_Saved entries_:
● ● ● ● ●

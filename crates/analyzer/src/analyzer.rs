use std::collections::BTreeMap;
use std::path::Path;
use std::sync::Arc;

use rfp_core::analysis::AnalysisResult;
use rfp_core::config::{ChunkingConfig, Config, EligibilityMode, StrategyKind};
use rfp_core::document::{CompanyProfile, SectionName};
use rfp_ingest::embedding::create_embedder;
use rfp_ingest::{
    FileTextExtractor, RetrievalError, RetrievedChunk, SimilarityRetriever, TextExtractor,
};
use rfp_llm::{EligibilityChecker, ExtractionStrategy, ModelClient, StructuredExtractor};
use serde::Serialize;
use tracing::info;

use crate::document::Document;
use crate::error::AnalyzerError;
use crate::sections::SectionSplitter;

/// Cutoff for [`RfpAnalyzer::similar_passages`] when none is configured.
pub const DEFAULT_SIMILARITY_THRESHOLD: f32 = 0.8;

/// Output of [`RfpAnalyzer::analyze`]: the four categories plus the
/// detected sections.
#[derive(Debug, Clone, Serialize)]
pub struct AnalysisReport {
    #[serde(flatten)]
    pub analysis: AnalysisResult,
    pub sections: BTreeMap<SectionName, String>,
}

/// Loads RFPs and runs structured analysis, eligibility checks and
/// passage retrieval over them.
pub struct RfpAnalyzer {
    extractor: StructuredExtractor,
    eligibility: EligibilityChecker,
    splitter: SectionSplitter,
    text_extractor: Arc<dyn TextExtractor>,
    retriever: Option<Arc<SimilarityRetriever>>,
    chunking: ChunkingConfig,
    similarity_threshold: f32,
}

impl RfpAnalyzer {
    pub fn builder(client: ModelClient) -> RfpAnalyzerBuilder {
        RfpAnalyzerBuilder::new(client)
    }

    /// Wire providers, embedder and retriever from configuration.
    pub fn from_config(config: &Config) -> Result<Self, AnalyzerError> {
        config.validate()?;

        let client = ModelClient::from_config(&config.llm)?;
        let embedder = create_embedder(
            &config.embedding,
            &config.llm.ollama_url,
            config.llm.openai_api_key.as_deref(),
            config.llm.openai_base_url.as_deref(),
        )
        .map_err(RetrievalError::from)?;
        let retriever = SimilarityRetriever::new(embedder, config.embedding.batch_size);

        Self::builder(client)
            .strategy(config.analysis.strategy()?)
            .eligibility_mode(config.analysis.eligibility_mode()?)
            .chunking(config.chunking)
            .similarity_threshold(config.analysis.similarity_threshold)
            .retriever(Arc::new(retriever))
            .build()
    }

    pub fn strategy_name(&self) -> &'static str {
        self.extractor.strategy_name()
    }

    /// Threshold used by callers that don't pass their own to
    /// [`RfpAnalyzer::similar_passages`].
    pub fn similarity_threshold(&self) -> f32 {
        self.similarity_threshold
    }

    /// Extract text from `path` and detect its sections.
    pub fn load(&self, path: &Path) -> Result<Document, AnalyzerError> {
        let text = self.text_extractor.extract_text(path)?;
        let document = Document::from_text(text, &self.splitter);
        info!(
            path = %path.display(),
            chars = document.text().chars().count(),
            sections = document.sections().len(),
            "document loaded"
        );
        Ok(document)
    }

    /// Build a document from text already in memory.
    pub fn document_from_text(&self, text: impl Into<String>) -> Document {
        Document::from_text(text, &self.splitter)
    }

    /// Run the structured extraction. Model-layer failures show up as
    /// failed categories, never as an error.
    pub async fn analyze(&self, document: &Document) -> Result<AnalysisReport, AnalyzerError> {
        if document.is_blank() {
            return Err(AnalyzerError::NoDocument);
        }
        let analysis = self.extractor.extract(document.text()).await;
        Ok(AnalysisReport {
            analysis,
            sections: document.sections().clone(),
        })
    }

    /// Whether the company may bid. `false` on any model-layer failure.
    pub async fn check_eligibility(
        &self,
        document: &Document,
        profile: &CompanyProfile,
    ) -> Result<bool, AnalyzerError> {
        if document.is_blank() {
            return Err(AnalyzerError::NoDocument);
        }
        Ok(self.eligibility.check(document.text(), profile).await)
    }

    /// Chunk and index `document` for passage retrieval.
    pub async fn index_document(&self, document: &Document) -> Result<usize, AnalyzerError> {
        if document.is_blank() {
            return Err(AnalyzerError::NoDocument);
        }
        let retriever = self.retriever()?;
        Ok(retriever.index_text(document.text(), &self.chunking).await?)
    }

    /// The `k` indexed passages nearest to `question`.
    pub async fn related_passages(
        &self,
        question: &str,
        k: usize,
    ) -> Result<Vec<RetrievedChunk>, AnalyzerError> {
        Ok(self.retriever()?.query(question, k).await?)
    }

    /// Indexed passages with cosine similarity to `text` of at least `threshold`.
    pub async fn similar_passages(
        &self,
        text: &str,
        threshold: f32,
    ) -> Result<Vec<RetrievedChunk>, AnalyzerError> {
        Ok(self.retriever()?.most_similar(text, threshold).await?)
    }

    fn retriever(&self) -> Result<&SimilarityRetriever, AnalyzerError> {
        self.retriever
            .as_deref()
            .ok_or(AnalyzerError::Retrieval(RetrievalError::NotIndexed))
    }
}

/// Step-by-step construction of an [`RfpAnalyzer`].
pub struct RfpAnalyzerBuilder {
    client: ModelClient,
    strategy: Option<Box<dyn ExtractionStrategy>>,
    strategy_kind: StrategyKind,
    eligibility_mode: EligibilityMode,
    splitter: Option<SectionSplitter>,
    text_extractor: Arc<dyn TextExtractor>,
    retriever: Option<Arc<SimilarityRetriever>>,
    chunking: ChunkingConfig,
    similarity_threshold: f32,
}

impl RfpAnalyzerBuilder {
    pub fn new(client: ModelClient) -> Self {
        Self {
            client,
            strategy: None,
            strategy_kind: StrategyKind::Combined,
            eligibility_mode: EligibilityMode::Prefix,
            splitter: None,
            text_extractor: Arc::new(FileTextExtractor),
            retriever: None,
            chunking: ChunkingConfig::default(),
            similarity_threshold: DEFAULT_SIMILARITY_THRESHOLD,
        }
    }

    /// Pick one of the built-in strategies (default: combined).
    pub fn strategy(mut self, kind: StrategyKind) -> Self {
        self.strategy_kind = kind;
        self.strategy = None;
        self
    }

    /// Use a custom extraction strategy.
    pub fn extraction_strategy(mut self, strategy: Box<dyn ExtractionStrategy>) -> Self {
        self.strategy = Some(strategy);
        self
    }

    pub fn eligibility_mode(mut self, mode: EligibilityMode) -> Self {
        self.eligibility_mode = mode;
        self
    }

    pub fn section_splitter(mut self, splitter: SectionSplitter) -> Self {
        self.splitter = Some(splitter);
        self
    }

    pub fn text_extractor(mut self, extractor: Arc<dyn TextExtractor>) -> Self {
        self.text_extractor = extractor;
        self
    }

    pub fn retriever(mut self, retriever: Arc<SimilarityRetriever>) -> Self {
        self.retriever = Some(retriever);
        self
    }

    pub fn chunking(mut self, chunking: ChunkingConfig) -> Self {
        self.chunking = chunking;
        self
    }

    pub fn similarity_threshold(mut self, threshold: f32) -> Self {
        self.similarity_threshold = threshold;
        self
    }

    pub fn build(self) -> Result<RfpAnalyzer, AnalyzerError> {
        self.chunking.validate()?;
        let splitter = match self.splitter {
            Some(splitter) => splitter,
            None => SectionSplitter::standard()?,
        };
        let extractor = match self.strategy {
            Some(strategy) => StructuredExtractor::new(self.client.clone(), strategy),
            None => StructuredExtractor::for_kind(self.client.clone(), self.strategy_kind),
        };

        Ok(RfpAnalyzer {
            extractor,
            eligibility: EligibilityChecker::new(self.client, self.eligibility_mode),
            splitter,
            text_extractor: self.text_extractor,
            retriever: self.retriever,
            chunking: self.chunking,
            similarity_threshold: self.similarity_threshold,
        })
    }
}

● ● ● ● ●

_PROBLEM TO WORK ON_:
When you reply, retype each line exactly as it appears above.

_REPLY_:
filename crates/analyzer/src/analyzer.rs
use std::collections::BTreeMap;
use std::path::Path;
use std::sync::Arc;

use rfp_core::analysis::AnalysisResult;
use rfp_core::config::{ChunkingConfig, Config, EligibilityMode, StrategyKind};
use rfp_core::document::{CompanyProfile, SectionName};
use rfp_ingest::embedding::create_embedder;
use rfp_ingest::{
    FileTextExtractor, RetrievalError, RetrievedChunk, SimilarityRetriever, TextExtractor,
};
use rfp_llm::{EligibilityChecker, ExtractionStrategy, ModelClient, StructuredExtractor};
use serde::Serialize;
use tracing::info;

use crate::document::Document;
use crate::error::AnalyzerError;
use crate::sections::SectionSplitter;

/// Cutoff for [`RfpAnalyzer::similar_passages`] when none is configured.
pub const DEFAULT_SIMILARITY_THRESHOLD: f32 = 0.8;

/// Output of [`RfpAnalyzer::analyze`]: the four categories plus the
/// detected sections.
#[derive(Debug, Clone, Serialize)]
pub struct AnalysisReport {
    #[serde(flatten)]
    pub analysis: AnalysisResult,
    pub sections: BTreeMap<SectionName, String>,
}

/// Loads RFPs and runs structured analysis, eligibility checks and
/// passage retrieval over them.
pub struct RfpAnalyzer {
    extractor: StructuredExtractor,
    eligibility: EligibilityChecker,
    splitter: SectionSplitter,
    text_extractor: Arc<dyn TextExtractor>,
    retriever: Option<Arc<SimilarityRetriever>>,
    chunking: ChunkingConfig,
    similarity_threshold: f32,
}

impl RfpAnalyzer {
    pub fn builder(client: ModelClient) -> RfpAnalyzerBuilder {
        RfpAnalyzerBuilder::new(client)
    }

    /// Wire providers, embedder and retriever from configuration.
    pub fn from_config(config: &Config) -> Result<Self, AnalyzerError> {
        config.validate()?;

        let client = ModelClient::from_config(&config.llm)?;
        let embedder = create_embedder(
            &config.embedding,
            &config.llm.ollama_url,
            config.llm.openai_api_key.as_deref(),
            config.llm.openai_base_url.as_deref(),
        )
        .map_err(RetrievalError::from)?;
        let retriever = SimilarityRetriever::new(embedder, config.embedding.batch_size);

        Self::builder(client)
            .strategy(config.analysis.strategy()?)
            .eligibility_mode(config.analysis.eligibility_mode()?)
            .chunking(config.chunking)
            .similarity_threshold(config.analysis.similarity_threshold)
            .retriever(Arc::new(retriever))
            .build()
    }

    pub fn strategy_name(&self) -> &'static str {
        self.extractor.strategy_name()
    }

    /// Threshold used by callers that don't pass their own to
    /// [`RfpAnalyzer::similar_passages`].
    pub fn similarity_threshold(&self) -> f32 {
        self.similarity_threshold
    }

    /// Extract text from `path` and detect its sections.
    pub fn load(&self, path: &Path) -> Result<Document, AnalyzerError> {
        let text = self.text_extractor.extract_text(path)?;
        let document = Document::from_text(text, &self.splitter);
        info!(
            path = %path.display(),
            chars = document.text().chars().count(),
            sections = document.sections().len(),
            "document loaded"
        );
        Ok(document)
    }

    /// Build a document from text already in memory.
    pub fn document_from_text(&self, text: impl Into<String>) -> Document {
        Document::from_text(text, &self.splitter)
    }

    /// Run the structured extraction. Model-layer failures show up as
    /// failed categories, never as an error.
    pub async fn analyze(&self, document: &Document) -> Result<AnalysisReport, AnalyzerError> {
        if document.is_blank() {
            return Err(AnalyzerError::NoDocument);
        }
        let analysis = self.extractor.extract(document.text()).await;
        Ok(AnalysisReport {
            analysis,
            sections: document.sections().clone(),
        })
    }

    /// Whether the company may bid. `false` on any model-layer failure.
    pub async fn check_eligibility(
        &self,
        document: &Document,
        profile: &CompanyProfile,
    ) -> Result<bool, AnalyzerError> {
        if document.is_blank() {
            return Err(AnalyzerError::NoDocument);
        }
        Ok(self.eligibility.check(document.text(), profile).await)
    }

    /// Chunk and index `document` for passage retrieval.
    pub async fn index_document(&self, document: &Document) -> Result<usize, AnalyzerError> {
        if document.is_blank() {
            return Err(AnalyzerError::NoDocument);
        }
        let retriever = self.retriever()?;
        Ok(retriever.index_text(document.text(), &self.chunking).await?)
    }

    /// The `k` indexed passages nearest to `question`.
    pub async fn related_passages(
        &self,
        question: &str,
        k: usize,
    ) -> Result<Vec<RetrievedChunk>, AnalyzerError> {
        Ok(self.retriever()?.query(question, k).await?)
    }

    /// Indexed passages with cosine similarity to `text` of at least `threshold`.
    pub async fn similar_passages(
        &self,
        text: &str,
        threshold: f32,
    ) -> Result<Vec<RetrievedChunk>, AnalyzerError> {
        Ok(self.retriever()?.most_similar(text, threshold).await?)
    }

    fn retriever(&self) -> Result<&SimilarityRetriever, AnalyzerError> {
        self.retriever
            .as_deref()
            .ok_or(AnalyzerError::Retrieval(RetrievalError::NotIndexed))
    }
}

/// Step-by-step construction of an [`RfpAnalyzer`].
pub struct RfpAnalyzerBuilder {
    client: ModelClient,
    strategy: Option<Box<dyn ExtractionStrategy>>,
    strategy_kind: StrategyKind,
    eligibility_mode: EligibilityMode,
    splitter: Option<SectionSplitter>,
    text_extractor: Arc<dyn TextExtractor>,
    retriever: Option<Arc<SimilarityRetriever>>,
    chunking: ChunkingConfig,
    similarity_threshold: f32,
}

impl RfpAnalyzerBuilder {
    pub fn new(client: ModelClient) -> Self {
        Self {
            client,
            strategy: None,
            strategy_kind: StrategyKind::Combined,
            eligibility_mode: EligibilityMode::Prefix,
            splitter: None,
            text_extractor: Arc::new(FileTextExtractor),
            retriever: None,
            chunking: ChunkingConfig::default(),
            similarity_threshold: DEFAULT_SIMILARITY_THRESHOLD,
        }
    }

    /// Pick one of the built-in strategies (default: combined).
    pub fn strategy(mut self, kind: StrategyKind) -> Self {
        self.strategy_kind = kind;
        self.strategy = None;
        self
    }

    /// Use a custom extraction strategy.
    pub fn extraction_strategy(mut self, strategy: Box<dyn ExtractionStrategy>) -> Self {
        self.strategy = Some(strategy);
        self
    }

    pub fn eligibility_mode(mut self, mode: EligibilityMode) -> Self {
        self.eligibility_mode = mode;
        self
    }

    pub fn section_splitter(mut self, splitter: SectionSplitter) -> Self {
        self.splitter = Some(splitter);
        self
    }

    pub fn text_extractor(mut self, extractor: Arc<dyn TextExtractor>) -> Self {
        self.text_extractor = extractor;
        self
    }

    pub fn retriever(mut self, retriever: Arc<SimilarityRetriever>) -> Self {
        self.retriever = Some(retriever);
        self
    }

    pub fn chunking(mut self, chunking: ChunkingConfig) -> Self {
        self.chunking = chunking;
        self
    }

    pub fn similarity_threshold(mut self, threshold: f32) -> Self {
        self.similarity_threshold = threshold;
        self
    }

    pub fn build(self) -> Result<RfpAnalyzer, AnalyzerError> {
        self.chunking.validate()?;
        let splitter = match self.splitter {
            Some(splitter) => splitter,
            None => SectionSplitter::standard()?,
        };
        let extractor = match self.strategy {
            Some(strategy) => StructuredExtractor::new(self.client.clone(), strategy),
            None => StructuredExtractor::for_kind(self.client.clone(), self.strategy_kind),
        };

        Ok(RfpAnalyzer {
            extractor,
            eligibility: EligibilityChecker::new(self.client, self.eligibility_mode),
            splitter,
            text_extractor: self.text_extractor,
            retriever: self.retriever,
            chunking: self.chunking,
            similarity_threshold: self.similarity_threshold,
        })
    }
}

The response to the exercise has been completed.